**The problem**.
Set down every record below exactly as it stands.

**Records provided**.
//! PushSink processor.
//!
//! The PushSink is responsible for:
//! - Receiving `ActivatedEvent` from the activation channel
//! - Looking up the endpoint configured for the event's category
//! - Sending the `{type, data}` entry as an HTTP POST
//! - Retrying failed deliveries with exponential backoff (2^0 to 2^6 seconds)
//!
//! Endpoints live in a `ConfigStore` and are read per delivery, so a reload
//! applies to the next event without restarting the sink. Delivery is best
//! effort: in-flight retries are abandoned on shutdown.

use crate::config::{ConfigStore, ConfigWatcher, PushSinkConfig};
use crate::events::{ActivatedEvent, ActivatedEventReceiver};
use drsig_sdk::objects::EventEntry;
use kanau::processor::Processor;
use thiserror::Error;
use tokio::sync::watch;
use tokio::task::JoinSet;
use tracing::{debug, error, info, warn};
use url::Url;

/// Backoff exponent cap (2^6 = 64 seconds).
const MAX_BACKOFF_EXPONENT: u32 = 6;

/// Errors that can occur during push delivery.
#[derive(Debug, Error)]
pub enum PushError {
    /// HTTP request error
    #[error("HTTP request error: {0}")]
    Request(#[from] reqwest::Error),

    /// Endpoint answered with a non-success status.
    #[error("push delivery failed with status {status}: {body}")]
    DeliveryFailed { status: u16, body: String },

    /// All attempts failed.
    #[error("gave up after {attempts} attempts: {last}")]
    Exhausted {
        attempts: u32,
        #[source]
        last: Box<PushError>,
    },
}

/// Where and how one activated event will be delivered.
#[derive(Debug, Clone)]
pub struct PushDelivery {
    pub endpoint: Url,
    pub entry: EventEntry,
    pub max_attempts: u32,
}

/// PushSink forwards activated events to per-category HTTP endpoints.
#[derive(Clone)]
pub struct PushSink {
    config_store: ConfigStore<PushSinkConfig>,
    http_client: reqwest::Client,
}

impl PushSink {
    pub fn new(config_store: ConfigStore<PushSinkConfig>) -> Self {
        Self {
            config_store,
            http_client: reqwest::Client::builder()
                .timeout(std::time::Duration::from_secs(30))
                .build()
                .unwrap_or_else(|_| reqwest::Client::new()),
        }
    }

    /// Run the PushSink until shutdown or until the channel closes.
    ///
    /// Each delivery runs in its own task so a slow endpoint does not hold
    /// back the others.
    pub async fn run(
        self,
        mut shutdown_rx: watch::Receiver<bool>,
        mut activated_rx: ActivatedEventReceiver,
        mut config_watcher: ConfigWatcher,
    ) {
        info!("PushSink started");
        let mut deliveries: JoinSet<()> = JoinSet::new();

        loop {
            tokio::select! {
                biased;

                changed = shutdown_rx.changed() => {
                    if changed.is_err() || *shutdown_rx.borrow() {
                        info!("PushSink received shutdown signal");
                        break;
                    }
                }

                Ok(()) = config_watcher.changed() => {
                    let config = self.config_store.snapshot().await;
                    info!(
                        endpoints = config.endpoints.len(),
                        max_attempts = config.max_attempts,
                        "PushSink endpoints reloaded"
                    );
                }

                event = activated_rx.recv() => {
                    let Some(event) = event else {
                        info!("Activation channel closed");
                        break;
                    };
                    let Ok(Some(delivery)) = self.process(event).await else {
                        continue;
                    };
                    let http_client = self.http_client.clone();
                    deliveries.spawn(async move {
                        let category = delivery.entry.category.clone();
                        match deliver(&http_client, &delivery).await {
                            Ok(()) => info!(%category, "Push delivered"),
                            Err(e) => error!(%category, error = %e, "Push delivery failed"),
                        }
                    });
                }

                Some(_) = deliveries.join_next(), if !deliveries.is_empty() => {}
            }
        }

        if !deliveries.is_empty() {
            warn!(
                in_flight = deliveries.len(),
                "Abandoning in-flight push deliveries"
            );
        }
        deliveries.shutdown().await;

        info!("PushSink shutdown complete");
    }
}

// ---------------------------------------------------------------------------
// Processor trait implementation
// ---------------------------------------------------------------------------

/// Resolve where an activated event goes. `None` when its category has no
/// endpoint or the record carries no payload.
impl Processor<ActivatedEvent> for PushSink {
    type Output = Option<PushDelivery>;
    type Error = std::convert::Infallible;

    async fn process(&self, event: ActivatedEvent) -> Result<Option<PushDelivery>, Self::Error> {
        let config = self.config_store.snapshot().await;
        let category = &event.record.category;

        let Some(endpoint) = config.endpoint_for(category) else {
            debug!(%category, "No push endpoint configured");
            return Ok(None);
        };
        let Some(entry) = event.record.to_entry() else {
            debug!(%category, activation_id = %event.activation_id, "Nothing to push");
            return Ok(None);
        };

        Ok(Some(PushDelivery {
            endpoint: endpoint.clone(),
            entry,
            max_attempts: config.max_attempts.max(1),
        }))
    }
}

/// POST `delivery.entry`, retrying with backoff until it succeeds or
/// `max_attempts` is reached.
pub async fn deliver(
    http_client: &reqwest::Client,
    delivery: &PushDelivery,
) -> Result<(), PushError> {
    let mut attempt = 0;
    loop {
        let error = match send_once(http_client, delivery).await {
            Ok(()) => return Ok(()),
            Err(e) => e,
        };
        attempt += 1;
        if attempt >= delivery.max_attempts {
            return Err(PushError::Exhausted {
                attempts: attempt,
                last: Box::new(error),
            });
        }

        let delay = calculate_retry_delay(attempt - 1);
        warn!(
            endpoint = %delivery.endpoint,
            attempt,
            error = %error,
            retry_in_secs = delay.as_secs(),
            "Push attempt failed"
        );
        tokio::time::sleep(delay).await;
    }
}

async fn send_once(
    http_client: &reqwest::Client,
    delivery: &PushDelivery,
) -> Result<(), PushError> {
    let response = http_client
        .post(delivery.endpoint.clone())
        .json(&delivery.entry)
        .send()
        .await?;

    let status = response.status();
    if status.is_success() {
        Ok(())
    } else {
        let body = response.text().await.unwrap_or_default();
        Err(PushError::DeliveryFailed {
            status: status.as_u16(),
            body,
        })
    }
}

/// Calculate the next retry delay based on retry count.
///
/// Uses exponential backoff: 2^retry_count seconds.
pub fn calculate_retry_delay(retry_count: u32) -> std::time::Duration {
    let seconds = 2u64.pow(retry_count.min(MAX_BACKOFF_EXPONENT));
    std::time::Duration::from_secs(seconds)
}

**Result of this task**.
//! PushSink processor.
//!
//! The PushSink is responsible for:
//! - Receiving `ActivatedEvent` from the activation channel
//! - Looking up the endpoint configured for the event's category
//! - Sending the `{type, data}` entry as an HTTP POST
//! - Retrying failed deliveries with exponential backoff (2^0 to 2^6 seconds)
//!
//! Endpoints live in a `ConfigStore` and are read per delivery, so a reload
//! applies to the next event without restarting the sink. Delivery is best
//! effort: in-flight retries are abandoned on shutdown.

use crate::config::{ConfigStore, ConfigWatcher, PushSinkConfig};
use crate::events::{ActivatedEvent, ActivatedEventReceiver};
use drsig_sdk::objects::EventEntry;
use kanau::processor::Processor;
use thiserror::Error;
use tokio::sync::watch;
use tokio::task::JoinSet;
use tracing::{debug, error, info, warn};
use url::Url;

/// Backoff exponent cap (2^6 = 64 seconds).
const MAX_BACKOFF_EXPONENT: u32 = 6;

/// Errors that can occur during push delivery.
#[derive(Debug, Error)]
pub enum PushError {
    /// HTTP request error
    #[error("HTTP request error: {0}")]
    Request(#[from] reqwest::Error),

    /// Endpoint answered with a non-success status.
    #[error("push delivery failed with status {status}: {body}")]
    DeliveryFailed { status: u16, body: String },

    /// All attempts failed.
    #[error("gave up after {attempts} attempts: {last}")]
    Exhausted {
        attempts: u32,
        #[source]
        last: Box<PushError>,
    },
}

/// Where and how one activated event will be delivered.
#[derive(Debug, Clone)]
pub struct PushDelivery {
    pub endpoint: Url,
    pub entry: EventEntry,
    pub max_attempts: u32,
}

/// PushSink forwards activated events to per-category HTTP endpoints.
#[derive(Clone)]
pub struct PushSink {
    config_store: ConfigStore<PushSinkConfig>,
    http_client: reqwest::Client,
}

impl PushSink {
    pub fn new(config_store: ConfigStore<PushSinkConfig>) -> Self {
        Self {
            config_store,
            http_client: reqwest::Client::builder()
                .timeout(std::time::Duration::from_secs(30))
                .build()
                .unwrap_or_else(|_| reqwest::Client::new()),
        }
    }

    /// Run the PushSink until shutdown or until the channel closes.
    ///
    /// Each delivery runs in its own task so a slow endpoint does not hold
    /// back the others.
    pub async fn run(
        self,
        mut shutdown_rx: watch::Receiver<bool>,
        mut activated_rx: ActivatedEventReceiver,
        mut config_watcher: ConfigWatcher,
    ) {
        info!("PushSink started");
        let mut deliveries: JoinSet<()> = JoinSet::new();

        loop {
            tokio::select! {
                biased;

                changed = shutdown_rx.changed() => {
                    if changed.is_err() || *shutdown_rx.borrow() {
                        info!("PushSink received shutdown signal");
                        break;
                    }
                }

                Ok(()) = config_watcher.changed() => {
                    let config = self.config_store.snapshot().await;
                    info!(
                        endpoints = config.endpoints.len(),
                        max_attempts = config.max_attempts,
                        "PushSink endpoints reloaded"
                    );
                }

                event = activated_rx.recv() => {
                    let Some(event) = event else {
                        info!("Activation channel closed");
                        break;
                    };
                    let Ok(Some(delivery)) = self.process(event).await else {
                        continue;
                    };
                    let http_client = self.http_client.clone();
                    deliveries.spawn(async move {
                        let category = delivery.entry.category.clone();
                        match deliver(&http_client, &delivery).await {
                            Ok(()) => info!(%category, "Push delivered"),
                            Err(e) => error!(%category, error = %e, "Push delivery failed"),
                        }
                    });
                }

                Some(_) = deliveries.join_next(), if !deliveries.is_empty() => {}
            }
        }

        if !deliveries.is_empty() {
            warn!(
                in_flight = deliveries.len(),
                "Abandoning in-flight push deliveries"
            );
        }
        deliveries.shutdown().await;

        info!("PushSink shutdown complete");
    }
}

// ---------------------------------------------------------------------------
// Processor trait implementation
// ---------------------------------------------------------------------------

/// Resolve where an activated event goes. `None` when its category has no
/// endpoint or the record carries no payload.
impl Processor<ActivatedEvent> for PushSink {
    type Output = Option<PushDelivery>;
    type Error = std::convert::Infallible;

    async fn process(&self, event: ActivatedEvent) -> Result<Option<PushDelivery>, Self::Error> {
        let config = self.config_store.snapshot().await;
        let category = &event.record.category;

        let Some(endpoint) = config.endpoint_for(category) else {
            debug!(%category, "No push endpoint configured");
            return Ok(None);
        };
        let Some(entry) = event.record.to_entry() else {
            debug!(%category, activation_id = %event.activation_id, "Nothing to push");
            return Ok(None);
        };

        Ok(Some(PushDelivery {
            endpoint: endpoint.clone(),
            entry,
            max_attempts: config.max_attempts.max(1),
        }))
    }
}

/// POST `delivery.entry`, retrying with backoff until it succeeds or
/// `max_attempts` is reached.
pub async fn deliver(
    http_client: &reqwest::Client,
    delivery: &PushDelivery,
) -> Result<(), PushError> {
    let mut attempt = 0;
    loop {
        let error = match send_once(http_client, delivery).await {
            Ok(()) => return Ok(()),
            Err(e) => e,
        };
        attempt += 1;
        if attempt >= delivery.max_attempts {
            return Err(PushError::Exhausted {
                attempts: attempt,
                last: Box::new(error),
            });
        }

        let delay = calculate_retry_delay(attempt - 1);
        warn!(
            endpoint = %delivery.endpoint,
            attempt,
            error = %error,
            retry_in_secs = delay.as_secs(),
            "Push attempt failed"
        );
        tokio::time::sleep(delay).await;
    }
}

async fn send_once(
    http_client: &reqwest::Client,
    delivery: &PushDelivery,
) -> Result<(), PushError> {
    let response = http_client
        .post(delivery.endpoint.clone())
        .json(&delivery.entry)
        .send()
        .await?;

    let status = response.status();
    if status.is_success() {
        Ok(())
    } else {
        let body = response.text().await.unwrap_or_default();
        Err(PushError::DeliveryFailed {
            status: status.as_u16(),
            body,
        })
    }
}

/// Calculate the next retry delay based on retry count.
///
/// Uses exponential backoff: 2^retry_count seconds.
pub fn calculate_retry_delay(retry_count: u32) -> std::time::Duration {
    let seconds = 2u64.pow(retry_count.min(MAX_BACKOFF_EXPONENT));
    std::time::Duration::from_secs(seconds)
}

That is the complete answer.